(Stored data)

#####

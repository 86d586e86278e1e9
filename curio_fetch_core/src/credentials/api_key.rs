//! Static API key credential

use super::SecureString;
use crate::error::{FetchError, Result};

/// API key attached to requests as a query parameter or header.
///
/// Some sources require a user-supplied key and refuse to search without
/// one; others ship a shared default that a personal key may replace.
#[derive(Debug, Clone)]
pub struct ApiKey {
    source: String,
    key: SecureString,
}

impl ApiKey {
    pub fn new(source: impl Into<String>, key: impl Into<SecureString>) -> Self {
        Self {
            source: source.into(),
            key: key.into(),
        }
    }

    /// Build from an optional configured key, failing when the source
    /// requires one and none is set.
    pub fn required(source: impl Into<String>, configured: Option<&str>) -> Result<Self> {
        let source = source.into();
        match configured {
            Some(key) if !key.is_empty() => Ok(Self::new(source, key)),
            _ => Err(FetchError::config(format!(
                "{source} requires an API key; none is configured"
            ))),
        }
    }

    pub fn source(&self) -> &str {
        &self.source
    }

    /// Key value for use in a URL query pair or header.
    pub fn expose(&self) -> String {
        self.key.expose_secret()
    }
}
//! MobyGames fetcher for game collections
//!
//! Requires a personal API key; there is no shipped default. A game record
//! lists every platform it appeared on, and the catalog treats each
//! (game, platform) pair as its own release, so search results fan out one
//! entry per platform. Ratings, companies, and covers are only available
//! from per-platform endpoints and are filled in during hydration with two
//! secondary requests, all behind the one-request-per-second gate the
//! service demands.

use crate::config::MobyGamesConfig;
use crate::credentials::ApiKey;
use crate::entry::{Entry, join_values};
use crate::error::{FetchError, Result};
use crate::event::{EventSender, Severity};
use crate::fetcher::{Fetcher, HydrationSlot, SearchState};
use crate::http::HttpClient;
use crate::images::ImageStore;
use crate::normalize::html::clean_fragment;
use crate::normalize::{map_value_path, vocab};
use crate::ratelimit::RateLimiter;
use crate::request::{CollectionKind, FetchKey, FetchRequest};
use async_trait::async_trait;
use serde_json::Value;
use std::sync::Arc;
use std::time::Duration;
use url::Url;

const MOBY_API: &str = "https://api.mobygames.com";
const MIN_INTERVAL: Duration = Duration::from_millis(1000);

pub struct MobyGamesFetcher {
    http: Arc<dyn HttpClient>,
    images: Arc<dyn ImageStore>,
    state: SearchState,
    limiter: RateLimiter,
    api_key: ApiKey,
    max_results: usize,
    last_search: std::sync::Mutex<(String, Option<String>)>,
}

impl MobyGamesFetcher {
    pub const SOURCE: &'static str = "MobyGames";

    pub fn new(
        http: Arc<dyn HttpClient>,
        images: Arc<dyn ImageStore>,
        sender: EventSender,
        config: &MobyGamesConfig,
        max_results: usize,
    ) -> Result<Self> {
        Ok(Self {
            http,
            images,
            state: SearchState::new(Self::SOURCE, sender),
            limiter: RateLimiter::new(MIN_INTERVAL),
            api_key: ApiKey::required("MobyGames", config.api_key.as_deref())?,
            max_results,
            last_search: std::sync::Mutex::new((String::new(), None)),
        })
    }

    async fn api_get(&self, path: &str, pairs: &[(&str, &str)]) -> Result<Value> {
        self.limiter.wait_if_needed().await;

        let mut url = Url::parse(MOBY_API)?;
        url.set_path(path);
        {
            let mut query = url.query_pairs_mut();
            query.append_pair("api_key", &self.api_key.expose());
            for (name, value) in pairs {
                query.append_pair(name, value);
            }
        }

        let response = self.http.get(&url, &[]).await?;
        response.error_for_status("api.mobygames.com")?;
        Ok(response.json()?)
    }

    async fn run_page(
        &self,
        generation: u64,
        query: &str,
        platform_filter: Option<&str>,
        offset: u64,
    ) -> Result<()> {
        let limit = self.max_results.to_string();
        let offset_string = offset.to_string();
        let mut pairs = vec![
            ("title", query),
            ("format", "normal"),
            ("limit", limit.as_str()),
            ("offset", offset_string.as_str()),
        ];
        if let Some(platform) = platform_filter {
            pairs.push(("platform", platform));
        }
        let doc = self.api_get("/v1/games", &pairs).await?;

        let games = doc
            .get("games")
            .and_then(Value::as_array)
            .ok_or_else(|| FetchError::payload("game search carried no games list"))?;

        for game in games {
            let game_id = map_value_path(game, "game_id");
            if game_id.is_empty() {
                continue;
            }
            let base = base_entry(game);
            let cover = map_value_path(game, "sample_cover.image");

            let platforms = game
                .get("platforms")
                .and_then(Value::as_array)
                .map(Vec::as_slice)
                .unwrap_or(&[]);
            for platform in platforms {
                let platform_id = map_value_path(platform, "platform_id");
                if platform_id.is_empty() {
                    continue;
                }
                // a platform filter narrows the per-platform fan-out
                if platform_filter.is_some_and(|wanted| wanted != platform_id) {
                    continue;
                }

                let mut entry = base.clone();
                entry.set_field("platform", map_value_path(platform, "platform_name"));
                let released = map_value_path(platform, "first_release_date");
                if let Some(year) = released.get(..4) {
                    entry.set_field("year", year);
                }

                let title = entry.field("title").to_string();
                let description = format!(
                    "{} ({})",
                    entry.field("platform"),
                    entry.field("year")
                );
                self.state.emit_result(
                    generation,
                    HydrationSlot::Partial {
                        entry,
                        remote_id: format!("{game_id}|{platform_id}|{cover}"),
                    },
                    title,
                    description,
                );
            }
        }

        self.state
            .record_page(generation, games.len() as u64, None);
        self.state
            .finish_page(generation, games.len() >= self.max_results);
        Ok(())
    }

    async fn hydrate(&self, remote_id: &str, mut entry: Entry) -> Result<Entry> {
        let mut parts = remote_id.split('|');
        let game_id = parts.next().unwrap_or("");
        let platform_id = parts.next().unwrap_or("");
        let cover = parts.next().unwrap_or("");

        let release = self
            .api_get(&format!("/v1/games/{game_id}/platforms/{platform_id}"), &[])
            .await?;

        if let Some(attributes) = release.get("attributes").and_then(Value::as_array) {
            for attribute in attributes {
                let category = map_value_path(attribute, "attribute_category_name");
                if !category.contains("Rating") {
                    continue;
                }
                let value = map_value_path(attribute, "attribute_name");
                if let Some(cert) = vocab::rating_from_name(&category, &value) {
                    entry.set_field("certification", cert);
                    break;
                }
            }
        }

        let mut developers = Vec::new();
        let mut publishers = Vec::new();
        if let Some(releases) = release.get("releases").and_then(Value::as_array) {
            for rel in releases {
                let Some(companies) = rel.get("companies").and_then(Value::as_array) else {
                    continue;
                };
                for company in companies {
                    let role = map_value_path(company, "role");
                    let name = map_value_path(company, "company_name");
                    if name.is_empty() {
                        continue;
                    }
                    if role.contains("Developed") {
                        developers.push(name);
                    } else if role.contains("Published") {
                        publishers.push(name);
                    }
                }
            }
        }
        entry.set_field("developer", join_values(developers));
        entry.set_field("publisher", join_values(publishers));

        // prefer the front-cover scan over the search-phase sample image
        let covers = self
            .api_get(
                &format!("/v1/games/{game_id}/platforms/{platform_id}/covers"),
                &[],
            )
            .await;
        let front = covers.ok().and_then(|doc| front_cover(&doc));
        let image = front.unwrap_or_else(|| cover.to_string());
        if let Ok(image_url) = Url::parse(&image) {
            entry.set_field("cover", self.images.store(&image_url).await);
        }

        Ok(entry)
    }
}

fn base_entry(game: &Value) -> Entry {
    let mut entry = Entry::new();
    entry.set_field("title", map_value_path(game, "title"));

    let description = map_value_path(game, "description");
    if !description.is_empty() {
        entry.set_field("description", clean_fragment(&description));
    }

    if let Some(genres) = game.get("genres").and_then(Value::as_array) {
        let names: Vec<String> = genres
            .iter()
            .map(|genre| map_value_path(genre, "genre_name"))
            .filter(|name| !name.is_empty())
            .collect();
        entry.set_field("genre", join_values(names));
    }
    entry
}

fn front_cover(doc: &Value) -> Option<String> {
    let groups = doc.get("cover_groups")?.as_array()?;
    for group in groups {
        let Some(covers) = group.get("covers").and_then(Value::as_array) else {
            continue;
        };
        for cover in covers {
            if map_value_path(cover, "scan_of").eq_ignore_ascii_case("front cover") {
                let image = map_value_path(cover, "image");
                if !image.is_empty() {
                    return Some(image);
                }
            }
        }
    }
    None
}

#[async_trait]
impl Fetcher for MobyGamesFetcher {
    fn source(&self) -> &str {
        Self::SOURCE
    }

    fn can_search(&self, key: FetchKey) -> bool {
        matches!(key, FetchKey::Title | FetchKey::Keyword)
    }

    fn can_fetch(&self, kind: CollectionKind) -> bool {
        kind == CollectionKind::Game
    }

    async fn search(&self, request: FetchRequest) -> Result<()> {
        if !self.can_search(request.key()) {
            return Err(FetchError::InvalidState("unsupported search key"));
        }

        let generation = self.state.begin_search()?;
        *self.last_search.lock().expect("query lock") = (
            request.value().to_string(),
            request.data().map(str::to_string),
        );
        if let Err(err) = self
            .run_page(generation, request.value(), request.data(), 0)
            .await
        {
            self.state.finish_error(generation, &err);
        }
        Ok(())
    }

    async fn continue_search(&self) -> Result<()> {
        let generation = self.state.begin_continue()?;
        let offset = self.state.offset();
        let (query, platform) = self.last_search.lock().expect("query lock").clone();
        if let Err(err) = self
            .run_page(generation, &query, platform.as_deref(), offset)
            .await
        {
            self.state.finish_error(generation, &err);
        }
        Ok(())
    }

    fn is_searching(&self) -> bool {
        self.state.is_searching()
    }

    fn has_more_results(&self) -> bool {
        self.state.has_more_results()
    }

    async fn fetch_entry(&self, uid: u64) -> Result<Entry> {
        match self.state.slot(uid)? {
            HydrationSlot::Hydrated(entry) => Ok(entry),
            HydrationSlot::Partial { entry, remote_id } => {
                match self.hydrate(&remote_id, entry.clone()).await {
                    Ok(full) => {
                        self.state.store_hydrated(uid, full.clone());
                        Ok(full)
                    }
                    Err(err) => {
                        self.state.message(
                            Severity::Warning,
                            format!("could not fetch release details: {err}"),
                        );
                        Ok(entry)
                    }
                }
            }
        }
    }

    fn stop(&self) {
        self.state.stop();
    }
}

#####

YOUR TASK:
Which lines above contain the word "covers"? Copy each one.

REPLY:
//! entry per platform. Ratings, companies, and covers are only available
        let covers = self
                &format!("/v1/games/{game_id}/platforms/{platform_id}/covers"),
        let front = covers.ok().and_then(|doc| front_cover(&doc));
        let Some(covers) = group.get("covers").and_then(Value::as_array) else {
        for cover in covers {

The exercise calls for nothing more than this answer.